╭──

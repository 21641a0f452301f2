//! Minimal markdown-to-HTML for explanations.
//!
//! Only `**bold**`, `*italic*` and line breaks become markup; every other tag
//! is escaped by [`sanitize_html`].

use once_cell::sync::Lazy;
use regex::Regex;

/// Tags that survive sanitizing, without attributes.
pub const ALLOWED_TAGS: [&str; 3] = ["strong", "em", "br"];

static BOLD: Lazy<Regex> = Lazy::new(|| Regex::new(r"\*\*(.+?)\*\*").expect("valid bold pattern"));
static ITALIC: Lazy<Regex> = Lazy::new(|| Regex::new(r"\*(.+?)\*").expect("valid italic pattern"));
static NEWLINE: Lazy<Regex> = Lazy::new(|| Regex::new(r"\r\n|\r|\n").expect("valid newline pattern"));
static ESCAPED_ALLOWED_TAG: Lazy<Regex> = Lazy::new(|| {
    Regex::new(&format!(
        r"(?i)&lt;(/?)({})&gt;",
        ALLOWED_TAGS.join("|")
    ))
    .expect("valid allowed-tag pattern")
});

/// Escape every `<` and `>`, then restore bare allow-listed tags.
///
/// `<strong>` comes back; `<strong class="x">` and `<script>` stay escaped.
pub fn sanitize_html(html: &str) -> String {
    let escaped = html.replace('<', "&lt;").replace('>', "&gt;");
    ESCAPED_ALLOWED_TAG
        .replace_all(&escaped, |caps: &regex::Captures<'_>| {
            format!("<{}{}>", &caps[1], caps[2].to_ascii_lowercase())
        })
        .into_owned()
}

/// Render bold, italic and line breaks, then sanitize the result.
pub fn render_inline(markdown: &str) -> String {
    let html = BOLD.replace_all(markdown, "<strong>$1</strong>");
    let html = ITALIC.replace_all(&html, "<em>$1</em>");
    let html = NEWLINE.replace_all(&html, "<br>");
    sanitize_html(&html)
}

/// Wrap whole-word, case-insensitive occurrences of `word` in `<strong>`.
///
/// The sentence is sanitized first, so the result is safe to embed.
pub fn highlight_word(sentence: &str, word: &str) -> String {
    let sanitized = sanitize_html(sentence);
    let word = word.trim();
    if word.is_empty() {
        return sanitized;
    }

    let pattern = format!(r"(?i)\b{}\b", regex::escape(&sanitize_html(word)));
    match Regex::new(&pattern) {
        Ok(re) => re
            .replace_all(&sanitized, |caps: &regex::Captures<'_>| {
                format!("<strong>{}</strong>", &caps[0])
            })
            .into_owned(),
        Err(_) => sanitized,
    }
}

╰──
╭──

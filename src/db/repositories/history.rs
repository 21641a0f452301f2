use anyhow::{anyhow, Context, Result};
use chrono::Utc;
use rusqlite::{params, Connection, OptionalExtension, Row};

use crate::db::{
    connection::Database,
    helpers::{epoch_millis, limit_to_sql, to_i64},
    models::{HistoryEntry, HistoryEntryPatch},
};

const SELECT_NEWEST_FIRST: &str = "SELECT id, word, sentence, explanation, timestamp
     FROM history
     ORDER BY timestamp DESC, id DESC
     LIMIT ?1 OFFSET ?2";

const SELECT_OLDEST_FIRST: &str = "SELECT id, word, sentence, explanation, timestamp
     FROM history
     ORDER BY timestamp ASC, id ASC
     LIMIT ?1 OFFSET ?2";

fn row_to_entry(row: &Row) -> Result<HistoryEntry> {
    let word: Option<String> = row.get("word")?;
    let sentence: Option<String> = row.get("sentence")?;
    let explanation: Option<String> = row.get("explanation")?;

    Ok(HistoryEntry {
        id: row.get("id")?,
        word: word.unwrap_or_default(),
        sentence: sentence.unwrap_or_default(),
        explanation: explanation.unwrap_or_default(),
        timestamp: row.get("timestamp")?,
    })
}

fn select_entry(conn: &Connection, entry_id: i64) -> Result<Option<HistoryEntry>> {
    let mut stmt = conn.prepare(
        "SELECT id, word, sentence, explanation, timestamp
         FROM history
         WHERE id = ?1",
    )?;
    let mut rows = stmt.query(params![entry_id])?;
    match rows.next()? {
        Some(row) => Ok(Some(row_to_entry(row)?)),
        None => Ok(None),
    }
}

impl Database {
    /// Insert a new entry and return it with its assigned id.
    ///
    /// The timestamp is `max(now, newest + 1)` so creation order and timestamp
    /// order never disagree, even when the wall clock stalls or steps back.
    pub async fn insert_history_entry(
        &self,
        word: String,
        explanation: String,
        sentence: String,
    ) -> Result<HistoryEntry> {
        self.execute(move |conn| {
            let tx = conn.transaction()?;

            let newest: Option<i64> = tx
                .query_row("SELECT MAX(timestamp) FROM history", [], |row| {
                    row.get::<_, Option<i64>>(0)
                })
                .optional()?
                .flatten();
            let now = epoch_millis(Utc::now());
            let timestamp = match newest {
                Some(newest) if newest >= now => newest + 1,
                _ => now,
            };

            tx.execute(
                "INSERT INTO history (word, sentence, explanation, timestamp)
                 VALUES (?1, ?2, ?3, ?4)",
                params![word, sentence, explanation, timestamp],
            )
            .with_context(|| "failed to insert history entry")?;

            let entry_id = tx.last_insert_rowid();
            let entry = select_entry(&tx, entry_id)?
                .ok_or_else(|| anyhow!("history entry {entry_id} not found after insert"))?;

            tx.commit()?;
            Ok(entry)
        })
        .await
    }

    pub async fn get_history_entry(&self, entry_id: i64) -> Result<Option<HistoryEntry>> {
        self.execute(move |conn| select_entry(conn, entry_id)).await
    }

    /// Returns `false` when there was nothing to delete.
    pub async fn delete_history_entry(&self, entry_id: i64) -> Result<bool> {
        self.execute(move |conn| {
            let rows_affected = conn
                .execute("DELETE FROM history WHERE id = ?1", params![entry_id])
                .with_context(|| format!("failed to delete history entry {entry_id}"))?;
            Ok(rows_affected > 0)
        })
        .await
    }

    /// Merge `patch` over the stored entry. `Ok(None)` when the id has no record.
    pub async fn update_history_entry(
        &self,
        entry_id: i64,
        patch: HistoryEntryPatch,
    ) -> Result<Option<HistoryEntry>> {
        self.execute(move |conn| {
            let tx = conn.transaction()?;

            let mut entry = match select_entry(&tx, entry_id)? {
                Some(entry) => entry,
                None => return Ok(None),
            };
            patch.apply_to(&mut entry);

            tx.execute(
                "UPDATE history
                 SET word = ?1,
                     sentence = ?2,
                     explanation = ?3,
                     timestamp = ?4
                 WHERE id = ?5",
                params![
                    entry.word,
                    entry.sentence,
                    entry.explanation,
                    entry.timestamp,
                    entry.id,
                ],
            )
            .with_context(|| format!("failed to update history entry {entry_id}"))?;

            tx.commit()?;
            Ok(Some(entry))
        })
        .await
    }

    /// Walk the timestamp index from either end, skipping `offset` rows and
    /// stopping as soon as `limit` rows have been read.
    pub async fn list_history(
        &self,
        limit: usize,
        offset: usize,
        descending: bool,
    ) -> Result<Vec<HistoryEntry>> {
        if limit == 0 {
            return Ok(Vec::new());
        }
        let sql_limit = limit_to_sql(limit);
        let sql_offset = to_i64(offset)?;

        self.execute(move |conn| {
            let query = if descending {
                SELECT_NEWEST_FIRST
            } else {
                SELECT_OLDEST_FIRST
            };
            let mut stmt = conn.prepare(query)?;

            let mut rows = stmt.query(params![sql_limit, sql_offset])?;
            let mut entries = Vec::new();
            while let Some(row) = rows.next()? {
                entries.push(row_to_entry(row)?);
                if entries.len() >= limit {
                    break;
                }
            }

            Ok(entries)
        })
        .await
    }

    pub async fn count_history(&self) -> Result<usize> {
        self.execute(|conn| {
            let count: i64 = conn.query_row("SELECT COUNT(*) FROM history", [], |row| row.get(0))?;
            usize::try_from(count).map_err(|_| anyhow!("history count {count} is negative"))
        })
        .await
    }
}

╰──
╭──

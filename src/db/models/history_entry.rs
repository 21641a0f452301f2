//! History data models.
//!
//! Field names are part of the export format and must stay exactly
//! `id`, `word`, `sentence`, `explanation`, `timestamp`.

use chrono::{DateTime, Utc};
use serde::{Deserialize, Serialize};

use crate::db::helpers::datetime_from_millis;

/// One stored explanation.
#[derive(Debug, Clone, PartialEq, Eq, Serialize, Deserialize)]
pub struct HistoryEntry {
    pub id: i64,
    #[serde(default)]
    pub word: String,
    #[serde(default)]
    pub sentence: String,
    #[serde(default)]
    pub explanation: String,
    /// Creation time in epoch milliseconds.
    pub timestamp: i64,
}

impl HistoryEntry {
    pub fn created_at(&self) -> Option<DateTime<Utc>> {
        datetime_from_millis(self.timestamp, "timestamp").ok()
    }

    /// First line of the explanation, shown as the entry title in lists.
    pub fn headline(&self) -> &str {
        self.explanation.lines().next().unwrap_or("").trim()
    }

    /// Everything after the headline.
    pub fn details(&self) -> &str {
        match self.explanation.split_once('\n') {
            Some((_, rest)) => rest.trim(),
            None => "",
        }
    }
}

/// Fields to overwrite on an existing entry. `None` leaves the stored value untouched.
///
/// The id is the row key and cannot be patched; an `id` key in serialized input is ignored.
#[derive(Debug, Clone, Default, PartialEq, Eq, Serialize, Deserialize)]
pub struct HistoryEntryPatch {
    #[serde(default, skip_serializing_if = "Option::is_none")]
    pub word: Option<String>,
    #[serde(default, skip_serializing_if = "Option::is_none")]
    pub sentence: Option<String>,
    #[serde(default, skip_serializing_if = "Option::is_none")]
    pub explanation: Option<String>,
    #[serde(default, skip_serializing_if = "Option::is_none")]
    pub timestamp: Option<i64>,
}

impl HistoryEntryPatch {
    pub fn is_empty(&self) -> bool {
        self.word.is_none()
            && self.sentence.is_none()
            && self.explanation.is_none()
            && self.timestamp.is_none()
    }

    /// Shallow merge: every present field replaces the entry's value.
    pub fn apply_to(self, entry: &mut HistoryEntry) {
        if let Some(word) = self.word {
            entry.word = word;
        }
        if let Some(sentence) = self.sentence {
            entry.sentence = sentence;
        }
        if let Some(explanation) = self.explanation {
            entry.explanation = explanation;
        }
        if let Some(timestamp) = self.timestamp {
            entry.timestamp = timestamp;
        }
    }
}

╰──

WORK INSTRUCTIONS: Find every line in the records that holds the word "breaks", then state the count alone.

FINISHED TASK: 2